There are a few things as important for the flourishing of the society and its people as education. Through education, doors are opened to opportunities that were only before ever dreamt of. I am not exaggerating when I say that education changes lives. It enriches and develops our children so that they may reach the height of their potential. And, as our citizens are empowered through education to improve their future and achieve their dreams, our nation will undoubtedly prosper too.

The fundamental importance of education is recognised by our Constitution, which entrenches the right to education in the Bill of Rights. Section 29 (1) of the Constitution provides:

Everyone has the right –

  1. to a basic education, including adult basic education, and

  2. to further education, which the state, through reasonable measures, must make progressively available and accessible.”

The case before us concerns a young man who asks this Court to assist him as a matter of urgency, in protecting and vindicating this right to education.”

[27] It was argued on behalf of the respondents that the right to further education in terms of section 29 (1) (b) of the Constitution is not a right to a tertiary education at a University. It is a right that provides an obligation upon the State to make further education progressively available and accessible by taking reasonable measures to do so. I think that the respondents’ submissions in this regard misconstrue both the applicant’s case and also, the ambit of the right itself. The applicant’s case is not that the third respondent has failed to do anything to make it possible for him to have access to further education provided for in section 29 (1) (b) of the Constitution. As I have already pointed out, government has made commendable progress to enable thousands of young people from very poor backgrounds to have real access to further education if they meet the admission criteria set by the further education institutions and register with those institutions. I understand the applicant’s case to be that he was prevented from registering when his space was taken away from him unfairly and therefore in violation of his right of access to further education. He is before this Court to seek the protection and vindication of his right to further education which is being negated by the respondents in preventing him from registering.

[28] The conduct of the respondents, who, having allocated a space to the applicant and having given him 3 (three) days within which to claim it - the allocation of his space to somebody else contrary to the terms communicated to him for accepting it cannot be countenanced. That conduct stands in the way of the applicant exercising his right to further education and in fact impermissibly and therefore unconstitutionally denies him his right to further education.
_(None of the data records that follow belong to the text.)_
//! In-memory host for tests and local development.
//!
//! [`MockHost`] plays every host role at once: service registry, event log,
//! control registrar and dispatcher. Clones share state, so a test can hand
//! one clone to the code under test and inspect another.
#![warn(missing_docs)]
#![warn(clippy::all)]
#![warn(clippy::pedantic)]
#![warn(clippy::nursery)]

mod registry;

pub use registry::{MockEntry, MockManager};

use std::collections::{BTreeMap, HashMap};
use std::fmt;
use std::io;
use std::sync::Arc;
use std::thread;

use parking_lot::Mutex;
use tracing::debug;
use warden_host::{
    ControlHandler, ControlRegistrar, ControlRequest, Error, EventLog, EventRecord,
    HandlerOutcome, Result, ServiceDispatcher, ServiceIdentity, ServiceMain, ServiceState,
    Severity, StartType, StatusHandle, StatusReport, StatusSnapshot,
};

/// Code returned by [`MockHost::dispatch_main`] outside of a managed launch.
pub const NOT_UNDER_MANAGER_CODE: i32 = 1063;

/// An event captured by the mock event log.
#[derive(Clone, Debug, Eq, PartialEq)]
pub struct LoggedEvent {
    /// Source the event was emitted under.
    pub source: String,

    /// The event itself.
    pub record: EventRecord,
}

/// A registry entry held by the mock registry.
#[derive(Clone, Debug, Eq, PartialEq)]
pub struct MockEntryState {
    /// Identity the entry was created with.
    pub identity: ServiceIdentity,

    /// Configured start type.
    pub start_type: StartType,

    /// Last status known to the registry.
    pub status: StatusSnapshot,

    /// Status queries left before a simulated stop completes. `None` never completes.
    pub stop_polls: Option<u32>,
}

#[derive(Default)]
struct Inner {
    entries: BTreeMap<String, MockEntryState>,
    events: Vec<LoggedEvent>,
    fail_delete: bool,
    handlers: HashMap<String, ControlHandler>,
    not_under_manager: bool,
    reject_registration: bool,
    reject_status: Option<ServiceState>,
    reports: HashMap<String, Vec<StatusReport>>,
    unavailable: bool,
}

/// Shared in-memory host.
#[derive(Clone, Default)]
pub struct MockHost {
    inner: Arc<Mutex<Inner>>,
}

impl MockHost {
    /// Create an empty host that behaves as if the process was launched by
    /// its service manager.
    #[must_use]
    pub fn new() -> Self {
        Self::default()
    }

    /// Make [`warden_host::ServiceRegistry::open_manager`] fail.
    pub fn set_unavailable(&self, unavailable: bool) {
        self.inner.lock().unavailable = unavailable;
    }

    /// Make [`ServiceDispatcher::dispatch_main`] report a foreground launch.
    pub fn set_not_under_manager(&self, not_under_manager: bool) {
        self.inner.lock().not_under_manager = not_under_manager;
    }

    /// Make control handler registration fail.
    pub fn set_reject_registration(&self, reject: bool) {
        self.inner.lock().reject_registration = reject;
    }

    /// Make the manager reject status reports for `state`.
    pub fn set_reject_status(&self, state: Option<ServiceState>) {
        self.inner.lock().reject_status = state;
    }

    /// Make entry deletion fail.
    pub fn set_fail_delete(&self, fail: bool) {
        self.inner.lock().fail_delete = fail;
    }

    /// Mark an existing entry as running without an in-process handler.
    ///
    /// After a stop request, the entry reports `StopPending` for `stop_polls`
    /// status queries before reaching `Stopped`, or forever if `None`.
    pub fn simulate_running(&self, name: &str, stop_polls: Option<u32>) {
        if let Some(entry) = self.inner.lock().entries.get_mut(name) {
            entry.status = StatusReport::settled(ServiceState::Running);
            entry.stop_polls = stop_polls;
        }
    }

    /// Snapshot of a registry entry.
    #[must_use]
    pub fn entry(&self, name: &str) -> Option<MockEntryState> {
        self.inner.lock().entries.get(name).cloned()
    }

    /// Snapshot of every registry entry, keyed by name.
    #[must_use]
    pub fn entries(&self) -> BTreeMap<String, MockEntryState> {
        self.inner.lock().entries.clone()
    }

    /// Events emitted so far.
    #[must_use]
    pub fn events(&self) -> Vec<LoggedEvent> {
        self.inner.lock().events.clone()
    }

    /// Status reports published by the service `name`, oldest first.
    #[must_use]
    pub fn reports(&self, name: &str) -> Vec<StatusReport> {
        self.inner
            .lock()
            .reports
            .get(name)
            .cloned()
            .unwrap_or_default()
    }

    /// Most recent state published by the service `name`.
    #[must_use]
    pub fn last_state(&self, name: &str) -> Option<ServiceState> {
        self.inner
            .lock()
            .reports
            .get(name)
            .and_then(|reports| reports.last())
            .map(|report| report.state)
    }

    /// Whether a control handler is registered for `name`.
    #[must_use]
    pub fn has_handler(&self, name: &str) -> bool {
        self.inner.lock().handlers.contains_key(name)
    }

    /// Deliver a control request to the handler registered for `name`, the way
    /// the service manager would from its own thread.
    ///
    /// Returns `None` if no handler is registered.
    pub fn deliver(&self, name: &str, request: ControlRequest) -> Option<HandlerOutcome> {
        // the handler publishes through this host, so the lock must be released first
        let handler = self.inner.lock().handlers.get(name).cloned()?;
        debug!(service = name, ?request, "delivering control request");

        Some(handler(request))
    }

    fn record_status(&self, name: &str, report: StatusReport) {
        let mut inner = self.inner.lock();

        inner
            .reports
            .entry(name.to_string())
            .or_default()
            .push(report);

        if let Some(entry) = inner.entries.get_mut(name) {
            entry.status = report;
        }
    }
}

impl fmt::Debug for MockHost {
    fn fmt(&self, f: &mut fmt::Formatter<'_>) -> fmt::Result {
        // Formatting may happen while a test holds the lock.
        let Some(inner) = self.inner.try_lock() else {
            return f.debug_struct("MockHost").finish_non_exhaustive();
        };

        f.debug_struct("MockHost")
            .field("entries", &inner.entries.keys().collect::<Vec<_>>())
            .field("handlers", &inner.handlers.keys().collect::<Vec<_>>())
            .field("unavailable", &inner.unavailable)
            .finish_non_exhaustive()
    }
}

impl EventLog for MockHost {
    fn emit(&self, source: &str, severity: Severity, message: &str) {
        self.inner.lock().events.push(LoggedEvent {
            source: source.to_string(),
            record: EventRecord::new(severity, message),
        });
    }
}

impl ControlRegistrar for MockHost {
    fn register_control_handler(
        &self,
        name: &str,
        handler: ControlHandler,
    ) -> Result<Box<dyn StatusHandle>> {
        let mut inner = self.inner.lock();

        if inner.reject_registration {
            return Err(Error::RegistrationFailed(name.to_string()));
        }

        inner.handlers.insert(name.to_string(), handler);

        Ok(Box::new(MockStatusHandle {
            host: self.clone(),
            name: name.to_string(),
        }))
    }
}

impl ServiceDispatcher for MockHost {
    fn dispatch_main(&self, name: &str, entry: ServiceMain) -> Result<()> {
        if self.inner.lock().not_under_manager {
            return Err(Error::NotUnderManager(NOT_UNDER_MANAGER_CODE));
        }

        let args = vec![name.to_string()];

        // the real dispatchers run the service body on a thread of their own
        thread::Builder::new()
            .name(format!("{name}-main"))
            .spawn(move || entry(args))
            .map_err(|e| Error::Io("failed to spawn service thread", e))?
            .join()
            .map_err(|_| Error::Io("service main panicked", io::Error::other(name.to_string())))
    }
}

struct MockStatusHandle {
    host: MockHost,
    name: String,
}

impl StatusHandle for MockStatusHandle {
    fn set_status(&self, report: &StatusReport) -> Result<()> {
        if self.host.inner.lock().reject_status == Some(report.state) {
            return Err(Error::Io(
                "status report rejected",
                io::Error::other(report.state.to_string()),
            ));
        }

        self.host.record_status(&self.name, *report);

        Ok(())
    }
}
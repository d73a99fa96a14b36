use std::io;

use thiserror::Error;

pub type Result<T> = std::result::Result<T, Error>;

#[derive(Debug, Error)]
pub enum Error {
    #[error(transparent)]
    Admin(#[from] warden_admin::Error),

    #[error("failed to register event source `{0}`: {1}")]
    EventSource(String, #[source] io::Error),

    #[error(transparent)]
    Host(#[from] warden_host::Error),

    #[error("service initialization failed")]
    InitFailed,

    /// IO operation failed.
    #[error("{0}: {1}")]
    Io(&'static str, #[source] io::Error),

    #[error("service control handler registration failed")]
    RegistrationFailed,

    #[error(transparent)]
    Service(#[from] warden_service::Error),
}

impl Error {
    /// Process exit code for this error.
    pub const fn exit_code(&self) -> i32 {
        match self {
            Self::Host(warden_host::Error::NotUnderManager(code)) => *code,
            _ => -1,
        }
    }
}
[29] In Moko4 the ambit of the right contained in section 29 (1) (b) was explained as follows by the Constitutional Court:

Section 29 (1) (b) gives learners like Mr Moko a right to study beyond Grade 12, if so minded. Mr Moko has made it abundantly clear that he intends to exercise this right, circumstances permitting. Hence this litigation. It is evident that the right to further education is adversely affected when a learner is unjustifiably prevented from completing the Grade 12 examinations in time to apply to tertiary institutions for further studies. As a result of the first respondent’s conduct, the applicant almost lost the opportunity to pursue further education at a tertiary institution starting in February 2021. It would not have broken his school career, as it did for those pregnant girls under the pregnancy policy in the Welkom High School case, but it would have broken his educational path by a year, which could unduly have resulted in an irretrievable alteration of his future.”

[30] The applicant is not seeking admission to the University. He was admitted and told what he needed to do to register. He was also given time frames within which to register. The unconstitutional conduct is not that of not admitting the applicant when in fact he qualifies to be admitted in terms of the applicable admission criteria. It is that of unlawfully preventing him from registering within the timelines that the University itself gave to him. He clearly acted with commendable promptitude, only to be told that the University has reached its target. He was never told of any target subject to which he would be prevented from registering even before the expiry of the 3 (three) day period if that target is reached. The letter vaguely refers to space limitations and first come first served both of which are in complete dissonance and are misaligned with the 3 (three) day period within which he was required to claim his space.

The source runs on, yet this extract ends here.